[1-(L-2-hydroxy-3-mercaptopropanoic acid)] analogues of arginine-vasopressin, [8-D-arginine]vasopressin, and [4-valine,8-D-arginine]vasopressin.

[1-(L-2-Hdroxy-3-mercaptopropanic acid)]arginine-vasopressin (hydroxy-AVP), [1-(L-2-hydroxy-3-mercaptopropanoic acid),8-D-arginine]vasopressin (hydroxy-DAVP), and [1-(L-2-hydroxy-3-mercaptopropanoic acid),4-valine,8-D-arginine]vasopressin (hydroxy-VDAVP) were synthesized by a combination of the solid-phase and solution methods of peptide synthesis. Protected octapeptides synthesized by the solid-phase method were further acylated by 1 + 8 couplings in solution to furnish the key intermediates.

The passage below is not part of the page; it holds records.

//! Type class traits for the combinator surfaces in this crate.
//!
//! This module provides the contracts the choice family shares with the
//! standard library containers, plus the Higher-Kinded Type emulation they
//! are expressed against:
//!
//! - [`Functor`]: Mapping over the (last-slot) payload
//! - [`Applicative`]: Lifting values and combining independent containers
//! - [`Monad`]: Sequencing computations with dependency
//! - [`Bifunctor`]: Mapping over the last two payload positions
//!
//! ## Higher-Kinded Types Emulation
//!
//! Rust has no native higher-kinded types. Two emulations are used, each
//! matched to the rank of polymorphism required:
//!
//! - [`TypeConstructor`]: a GAT on the *value's* type, enough for the
//!   choice family's combinators, where the constructor is fixed per call.
//! - [`FunctorFamily`]: a GAT on a *brand* type standing for the
//!   constructor itself, required by the optics layer, where one
//!   polymorphic operation must accept a caller-chosen wrapper per call
//!   site (rank-2 polymorphism).
//!
//! ## Minimal Wrappers
//!
//! - [`Identity`]: the "no effect" wrapper; lens `set`/`modify` fall out of
//!   instantiating `apply` at [`IdentityFamily`]
//! - [`Const`]: the "record the focus, ignore the container" wrapper; lens
//!   `view` falls out of instantiating `apply` at [`ConstFamily`]

mod applicative;
mod bifunctor;
mod family;
mod functor;
mod higher;
mod identity;
mod monad;
mod wrappers;

pub use applicative::Applicative;
pub use bifunctor::Bifunctor;
pub use family::{ConstFamily, FunctorFamily, IdentityFamily, OptionFamily, ResultFamily};
pub use functor::Functor;
pub use higher::TypeConstructor;
pub use identity::Identity;
pub use monad::Monad;
pub use wrappers::Const;
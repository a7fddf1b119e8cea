//! Bifunctor type class - mapping over two type parameters.
//!
//! This module provides the `Bifunctor` trait, which represents types with
//! two independently transformable payload positions. While `Functor`
//! transforms `F<A>` to `F<B>`, `Bifunctor` transforms `F<A, B>` to
//! `F<C, D>`.
//!
//! For the choice family the two positions are the *last two* slots: every
//! earlier slot passes through unchanged, so `Choice3<A, B, C>` is a
//! bifunctor over `B` and `C`, and `Choice4<A, B, C, D>` over `C` and `D`.
//!
//! # Laws
//!
//! All `Bifunctor` implementations must satisfy these laws:
//!
//! ## Identity Law
//!
//! ```text
//! bf.bimap(|x| x, |y| y) == bf
//! ```
//!
//! ## Composition Law
//!
//! ```text
//! bf.bimap(|x| f2(f1(x)), |y| g2(g1(y))) == bf.bimap(f1, g1).bimap(f2, g2)
//! ```
//!
//! ## first/second Consistency Law
//!
//! ```text
//! bf.bimap(f, g) == bf.first(f).second(g) == bf.second(g).first(f)
//! ```
//!
//! # Examples
//!
//! ```rust
//! use lawvere::typeclass::Bifunctor;
//! use lawvere::control::Choice3;
//!
//! let value: Choice3<u8, i32, String> = Choice3::b(21);
//! let mapped = value.bimap(|n| n * 2, |s: String| s.len());
//! assert_eq!(mapped, Choice3::b(42));
//! ```

/// A type class for types with two type parameters that can have functions
/// mapped over both.
///
/// See the module-level documentation for laws and the choice family's
/// last-two-slots convention.
///
/// # Examples
///
/// ```rust
/// use lawvere::typeclass::Bifunctor;
///
/// let tuple = (42, "hello".to_string());
/// let result = tuple.bimap(|x| x * 2, |s| s.len());
/// assert_eq!(result, (84, 5));
/// ```
pub trait Bifunctor<A, B> {
    /// The resulting type constructor after applying the transformation.
    ///
    /// For `Choice3<X, A, B>`, `Target<C, D> = Choice3<X, C, D>`.
    /// For `Result<T, E>` (implemented as `Bifunctor<E, T>`),
    /// `Target<C, D> = Result<D, C>`.
    type Target<C, D>;

    /// Applies two functions to both type parameters simultaneously.
    ///
    /// # Examples
    ///
    /// ```rust
    /// use lawvere::typeclass::Bifunctor;
    ///
    /// let tuple = (42, "hello".to_string());
    /// assert_eq!(tuple.bimap(|x| x * 2, |s| s.len()), (84, 5));
    /// ```
    fn bimap<C, D, F, G>(self, first_function: F, second_function: G) -> Self::Target<C, D>
    where
        F: FnOnce(A) -> C,
        G: FnOnce(B) -> D;

    /// Applies a function to the first type parameter only.
    ///
    /// # Examples
    ///
    /// ```rust
    /// use lawvere::typeclass::Bifunctor;
    /// use lawvere::control::Choice2;
    ///
    /// let value: Choice2<i32, String> = Choice2::a(42);
    /// assert_eq!(value.first(|x| x.to_string()), Choice2::a("42".to_string()));
    /// ```
    #[inline]
    fn first<C, F>(self, function: F) -> Self::Target<C, B>
    where
        F: FnOnce(A) -> C,
        Self: Sized,
    {
        self.bimap(function, |b| b)
    }

    /// Applies a function to the second type parameter only.
    ///
    /// # Examples
    ///
    /// ```rust
    /// use lawvere::typeclass::Bifunctor;
    /// use lawvere::control::Choice2;
    ///
    /// let value: Choice2<i32, String> = Choice2::b("hello".to_string());
    /// assert_eq!(value.second(|s| s.len()), Choice2::b(5));
    /// ```
    #[inline]
    fn second<D, G>(self, function: G) -> Self::Target<A, D>
    where
        G: FnOnce(B) -> D,
        Self: Sized,
    {
        self.bimap(|a| a, function)
    }

    /// Applies two functions to references of both type parameters without
    /// consuming self.
    ///
    /// # Examples
    ///
    /// ```rust
    /// use lawvere::typeclass::Bifunctor;
    ///
    /// let tuple = (42, "hello".to_string());
    /// let result = tuple.bimap_ref(|x| x * 2, |s| s.len());
    /// assert_eq!(tuple.0, 42); // tuple is still available
    /// assert_eq!(result, (84, 5));
    /// ```
    fn bimap_ref<C, D, F, G>(&self, first_function: F, second_function: G) -> Self::Target<C, D>
    where
        F: FnOnce(&A) -> C,
        G: FnOnce(&B) -> D;

    /// Applies a function to a reference of the first type parameter.
    ///
    /// Requires `B: Clone` because the untransformed value must be cloned.
    #[inline]
    fn first_ref<C, F>(&self, function: F) -> Self::Target<C, B>
    where
        B: Clone,
        F: FnOnce(&A) -> C,
        Self: Sized,
    {
        self.bimap_ref(function, |b| b.clone())
    }

    /// Applies a function to a reference of the second type parameter.
    ///
    /// Requires `A: Clone` because the untransformed value must be cloned.
    #[inline]
    fn second_ref<D, G>(&self, function: G) -> Self::Target<A, D>
    where
        A: Clone,
        G: FnOnce(&B) -> D,
        Self: Sized,
    {
        self.bimap_ref(|a| a.clone(), function)
    }
}

// =============================================================================
// (A, B) Implementation
// =============================================================================

impl<A, B> Bifunctor<A, B> for (A, B) {
    type Target<C, D> = (C, D);

    #[inline]
    fn bimap<C, D, F, G>(self, first_function: F, second_function: G) -> (C, D)
    where
        F: FnOnce(A) -> C,
        G: FnOnce(B) -> D,
    {
        (first_function(self.0), second_function(self.1))
    }

    #[inline]
    fn bimap_ref<C, D, F, G>(&self, first_function: F, second_function: G) -> (C, D)
    where
        F: FnOnce(&A) -> C,
        G: FnOnce(&B) -> D,
    {
        (first_function(&self.0), second_function(&self.1))
    }
}

// =============================================================================
// Result<T, E> Implementation
// =============================================================================

/// `Result<T, E>` is a `Bifunctor<E, T>`: `first` transforms the error
/// type (like `map_err`) and `second` transforms the success type (like
/// `map`), keeping `second` consistent with `Functor::fmap`.
impl<T, E> Bifunctor<E, T> for Result<T, E> {
    type Target<C, D> = Result<D, C>;

    #[inline]
    fn bimap<C, D, F, G>(self, first_function: F, second_function: G) -> Result<D, C>
    where
        F: FnOnce(E) -> C,
        G: FnOnce(T) -> D,
    {
        match self {
            Ok(value) => Ok(second_function(value)),
            Err(error) => Err(first_function(error)),
        }
    }

    #[inline]
    fn bimap_ref<C, D, F, G>(&self, first_function: F, second_function: G) -> Result<D, C>
    where
        F: FnOnce(&E) -> C,
        G: FnOnce(&T) -> D,
    {
        match self {
            Ok(value) => Ok(second_function(value)),
            Err(error) => Err(first_function(error)),
        }
    }
}

#[cfg(test)]
mod tests {
    use super::*;
    use rstest::rstest;

    #[rstest]
    fn tuple_bimap_transforms_both() {
        let tuple = (42, "hello".to_string());
        assert_eq!(tuple.bimap(|x| x * 2, |s| s.len()), (84, 5));
    }

    #[rstest]
    fn tuple_identity_law() {
        let tuple = (1, "one");
        assert_eq!(tuple.bimap(|x| x, |y| y), tuple);
    }

    #[rstest]
    fn result_first_maps_error() {
        let failed: Result<i32, String> = Err("error".to_string());
        assert_eq!(failed.first(|e| e.len()), Err(5));
    }

    #[rstest]
    fn result_second_maps_success() {
        let ok: Result<i32, String> = Ok(21);
        assert_eq!(ok.second(|x| x * 2), Ok(42));
    }

    #[rstest]
    fn tuple_first_second_consistency_law() {
        let tuple = (2, "ab");
        let f = |x: i32| x * 10;
        let g = |s: &str| s.len();

        let by_bimap = tuple.bimap(f, g);
        let by_first_second = tuple.first(f).second(g);
        let by_second_first = tuple.second(g).first(f);

        assert_eq!(by_bimap, by_first_second);
        assert_eq!(by_first_second, by_second_first);
    }

    #[rstest]
    fn result_bimap_ref_leaves_original() {
        let ok: Result<String, i32> = Ok("hello".to_string());
        let mapped = ok.bimap_ref(|e| e * 2, |s| s.len());
        assert_eq!(mapped, Ok(5));
        assert_eq!(ok, Ok("hello".to_string()));
    }
}
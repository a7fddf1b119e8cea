//! Coproduct contracts - the match capability behind the choice family.
//!
//! A coproduct of arity `n` is a value that is exactly one of `n`
//! alternatives. The whole contract is a single total `match_with`
//! operation taking one transformation per alternative: supplying all `n`
//! branches is enforced by the function arity, so the "missing case" error
//! class cannot exist at runtime.
//!
//! The canonical closed implementations are the choice types
//! ([`Choice2`](super::Choice2), [`Choice3`](super::Choice3),
//! [`Choice4`](super::Choice4)); the contracts stay separate so operations
//! like `converge` can accept *any* coproduct of the right shape, not just
//! the canonical one.
//!
//! Everything else here - the per-slot projections - is derived from
//! `match_with` as default methods.

/// A coproduct of two possibilities.
///
/// # Examples
///
/// ```rust
/// use lawvere::control::{Choice2, CoProduct2};
///
/// let value: Choice2<i32, String> = Choice2::a(42);
/// let described = value.match_with(|n| format!("number {n}"), |s| s);
/// assert_eq!(described, "number 42");
/// ```
pub trait CoProduct2<A, B> {
    /// Eliminates the coproduct by applying the transformation matching the
    /// populated slot.
    ///
    /// Total: exactly one of the branches runs, and which one is fixed at
    /// construction time.
    fn match_with<R, FA, FB>(self, on_a: FA, on_b: FB) -> R
    where
        FA: FnOnce(A) -> R,
        FB: FnOnce(B) -> R;

    /// Projects the first slot, if populated.
    ///
    /// # Examples
    ///
    /// ```rust
    /// use lawvere::control::{Choice2, CoProduct2};
    ///
    /// let value: Choice2<i32, String> = Choice2::a(42);
    /// assert_eq!(value.project_a(), Some(42));
    /// ```
    #[inline]
    fn project_a(self) -> Option<A>
    where
        Self: Sized,
    {
        self.match_with(Some, |_| None)
    }

    /// Projects the second slot, if populated.
    #[inline]
    fn project_b(self) -> Option<B>
    where
        Self: Sized,
    {
        self.match_with(|_| None, Some)
    }
}

/// A coproduct of three possibilities.
///
/// # Examples
///
/// ```rust
/// use lawvere::control::{Choice3, CoProduct3};
///
/// let value: Choice3<i32, bool, String> = Choice3::c("three".to_string());
/// let length = value.match_with(|_| 0, |_| 0, |s| s.len());
/// assert_eq!(length, 5);
/// ```
pub trait CoProduct3<A, B, C> {
    /// Eliminates the coproduct by applying the transformation matching the
    /// populated slot.
    fn match_with<R, FA, FB, FC>(self, on_a: FA, on_b: FB, on_c: FC) -> R
    where
        FA: FnOnce(A) -> R,
        FB: FnOnce(B) -> R,
        FC: FnOnce(C) -> R;

    /// Projects the first slot, if populated.
    #[inline]
    fn project_a(self) -> Option<A>
    where
        Self: Sized,
    {
        self.match_with(Some, |_| None, |_| None)
    }

    /// Projects the second slot, if populated.
    #[inline]
    fn project_b(self) -> Option<B>
    where
        Self: Sized,
    {
        self.match_with(|_| None, Some, |_| None)
    }

    /// Projects the third slot, if populated.
    #[inline]
    fn project_c(self) -> Option<C>
    where
        Self: Sized,
    {
        self.match_with(|_| None, |_| None, Some)
    }
}

/// A coproduct of four possibilities.
pub trait CoProduct4<A, B, C, D> {
    /// Eliminates the coproduct by applying the transformation matching the
    /// populated slot.
    fn match_with<R, FA, FB, FC, FD>(self, on_a: FA, on_b: FB, on_c: FC, on_d: FD) -> R
    where
        FA: FnOnce(A) -> R,
        FB: FnOnce(B) -> R,
        FC: FnOnce(C) -> R,
        FD: FnOnce(D) -> R;

    /// Projects the first slot, if populated.
    #[inline]
    fn project_a(self) -> Option<A>
    where
        Self: Sized,
    {
        self.match_with(Some, |_| None, |_| None, |_| None)
    }

    /// Projects the second slot, if populated.
    #[inline]
    fn project_b(self) -> Option<B>
    where
        Self: Sized,
    {
        self.match_with(|_| None, Some, |_| None, |_| None)
    }

    /// Projects the third slot, if populated.
    #[inline]
    fn project_c(self) -> Option<C>
    where
        Self: Sized,
    {
        self.match_with(|_| None, |_| None, Some, |_| None)
    }

    /// Projects the fourth slot, if populated.
    #[inline]
    fn project_d(self) -> Option<D>
    where
        Self: Sized,
    {
        self.match_with(|_| None, |_| None, |_| None, Some)
    }
}
impl<S, T, A, C, B, L, F> Lens<S, T, C, B> for ReadMappedLens<L, F, A>
where
    L: Lens<S, T, A, B>,
    F: Fn(A) -> C,
{
    fn apply<Fam, Tr>(&self, transform: Tr, source: S) -> Fam::Wrapped<T>
    where
        Fam: FunctorFamily,
        Tr: FnOnce(C) -> Fam::Wrapped<B>,
    {
        self.lens
            .apply::<Fam, _>(|focus| transform((self.function)(focus)), source)
    }
}

impl<L: Clone, F: Clone, A> Clone for ReadMappedLens<L, F, A> {
    fn clone(&self) -> Self {
        Self {
            lens: self.lens.clone(),
            function: self.function.clone(),
            _marker: PhantomData,
        }
    }
}

impl<L: std::fmt::Debug, F, A> std::fmt::Debug for ReadMappedLens<L, F, A> {
    fn fmt(&self, formatter: &mut std::fmt::Formatter<'_>) -> std::fmt::Result {
        formatter
            .debug_struct("ReadMappedLens")
            .field("lens", &self.lens)
            .finish_non_exhaustive()
    }
}

/// A lens whose write side is remapped: the caller supplies a replacement
/// that is converted into the underlying lens's replacement type.
pub struct WriteMappedLens<L, F, B> {
    lens: L,
    function: F,
    _marker: PhantomData<B>,
}

impl<L, F, B> WriteMappedLens<L, F, B> {
    /// Creates a new write-mapped lens.
    #[must_use]
    pub const fn new(lens: L, function: F) -> Self {
        Self {
            lens,
            function,
            _marker: PhantomData,
        }
    }
}

impl<S, T, A, B, Z, L, F> Lens<S, T, A, Z> for WriteMappedLens<L, F, B>
where
    L: Lens<S, T, A, B>,
    F: Fn(Z) -> B,
{
    fn apply<Fam, Tr>(&self, transform: Tr, source: S) -> Fam::Wrapped<T>
    where
        Fam: FunctorFamily,
        Tr: FnOnce(A) -> Fam::Wrapped<Z>,
    {
        self.lens.apply::<Fam, _>(
            |focus| Fam::map(transform(focus), |value| (self.function)(value)),
            source,
        )
    }
}

impl<L: Clone, F: Clone, B> Clone for WriteMappedLens<L, F, B> {
    fn clone(&self) -> Self {
        Self {
            lens: self.lens.clone(),
            function: self.function.clone(),
            _marker: PhantomData,
        }
    }
}

impl<L: std::fmt::Debug, F, B> std::fmt::Debug for WriteMappedLens<L, F, B> {
    fn fmt(&self, formatter: &mut std::fmt::Formatter<'_>) -> std::fmt::Result {
        formatter
            .debug_struct("WriteMappedLens")
            .field("lens", &self.lens)
            .finish_non_exhaustive()
    }
}

/// Creates a lens for a struct field.
///
/// The focused field must implement `Clone`; reading clones it out of the
/// borrowed source.
///
/// # Syntax
///
/// ```text
/// lens!(StructType, field_name)
/// ```
///
/// # Examples
///
/// ```
/// use lawvere::optics::Lens;
/// use lawvere::lens;
///
/// #[derive(Clone, PartialEq, Debug)]
/// struct Point { x: i32, y: i32 }
///
/// let x_lens = lens!(Point, x);
/// let y_lens = lens!(Point, y);
///
/// let point = Point { x: 10, y: 20 };
///
/// assert_eq!(x_lens.view(point.clone()), 10);
/// assert_eq!(y_lens.set(point, 200), Point { x: 10, y: 200 });
/// ```
#[macro_export]
macro_rules! lens {
    ($struct_type:ty, $field:ident) => {
        $crate::optics::lens(
            |source: &$struct_type| source.$field.clone(),
            |mut source: $struct_type, value| {
                source.$field = value;
                source
            },
        )
    };
}

#[cfg(test)]
mod tests {
    use super::*;
    use crate::typeclass::{OptionFamily, ResultFamily};

    #[derive(Clone, PartialEq, Debug)]
    struct Point {
        x: i32,
        y: i32,
    }

    fn x_lens() -> impl Lens<Point, Point, i32, i32> {
        lens(
            |point: &Point| point.x,
            |point: Point, x: i32| Point { x, ..point },
        )
    }

    #[test]
    fn view_reads_the_focus() {
        let point = Point { x: 10, y: 20 };
        assert_eq!(x_lens().view(point), 10);
    }

    #[test]
    fn set_replaces_the_focus() {
        let point = Point { x: 10, y: 20 };
        let updated = x_lens().set(point, 100);
        assert_eq!(updated, Point { x: 100, y: 20 });
    }

    #[test]
    fn modify_transforms_the_focus() {
        let point = Point { x: 10, y: 20 };
        assert_eq!(x_lens().modify(point, |x| x * 2).x, 20);
    }

    #[test]
    fn apply_threads_a_declining_effect() {
        let declined = x_lens().apply::<OptionFamily, _>(
            |x| if x > 100 { Some(x) } else { None },
            Point { x: 10, y: 20 },
        );
        assert_eq!(declined, None);
    }

    #[test]
    fn apply_threads_a_failing_effect() {
        let failed = x_lens().apply::<ResultFamily<&str>, _>(
            |_| Err("rejected"),
            Point { x: 10, y: 20 },
        );
        assert_eq!(failed, Err("rejected"));
    }

    #[test]
    fn compose_focuses_through_nesting() {
        #[derive(Clone, PartialEq, Debug)]
        struct Outer {
            point: Point,
        }

        let nested = lens!(Outer, point).compose(lens!(Point, y));

        let data = Outer {
            point: Point { x: 1, y: 2 },
        };
        assert_eq!(nested.view(data.clone()), 2);
        assert_eq!(nested.set(data, 9).point, Point { x: 1, y: 9 });
    }

    #[test]
    fn map_s_premaps_the_container() {
        let from_pair = x_lens().map_s(|(x, y): (i32, i32)| Point { x, y });
        assert_eq!(from_pair.view((3, 4)), 3);
        assert_eq!(from_pair.set((3, 4), 7), Point { x: 7, y: 4 });
    }

    #[test]
    fn map_t_postmaps_the_container() {
        let to_pair = x_lens().map_t(|point: Point| (point.x, point.y));
        assert_eq!(to_pair.set(Point { x: 1, y: 2 }, 9), (9, 2));
    }

    #[test]
    fn map_a_remaps_the_read_side() {
        let textual = x_lens().map_a(|x: i32| x.to_string());
        assert_eq!(textual.view(Point { x: 5, y: 0 }), "5");
    }

    #[test]
    fn map_b_remaps_the_write_side() {
        let from_text = x_lens().map_b(|text: &str| text.len() as i32);
        assert_eq!(from_text.set(Point { x: 1, y: 2 }, "four"), Point { x: 4, y: 2 });
    }

    #[test]
    fn di_map_remaps_both_container_sides() {
        let pair_lens = x_lens().di_map(
            |(x, y): (i32, i32)| Point { x, y },
            |point: Point| (point.x, point.y),
        );
        assert_eq!(pair_lens.view((3, 4)), 3);
        assert_eq!(pair_lens.set((3, 4), 7), (7, 4));
    }
}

Hydroxy-AVP has antidiuretic potency of 470 units/mg and activity in the rat vasopressor assay of 550 units/mg, representing a small enhancement of activity over that of arginine-vasopressin (AVP) in each case. Hydroxy-DAVP and hydroxy-VDAVP have essentially the same high antidiuretic activity (900 units/mg) and very low vasopressor potencies (0.9 and less than 0.02 units/mg, respectively). Hydroxy-AVP, hydroxy-DAVP, and hydroxy-VDAVP thus have antidiuretic-pressor selectivity (A/P) of 1, 1000, and greater than 45 000, respectively. These data are compared with those of other vasopressin analogues. Hydroxy-VDAVP is a highly specific antidiuretic peptids and may be useful in pharmacological studies of antidiuresis.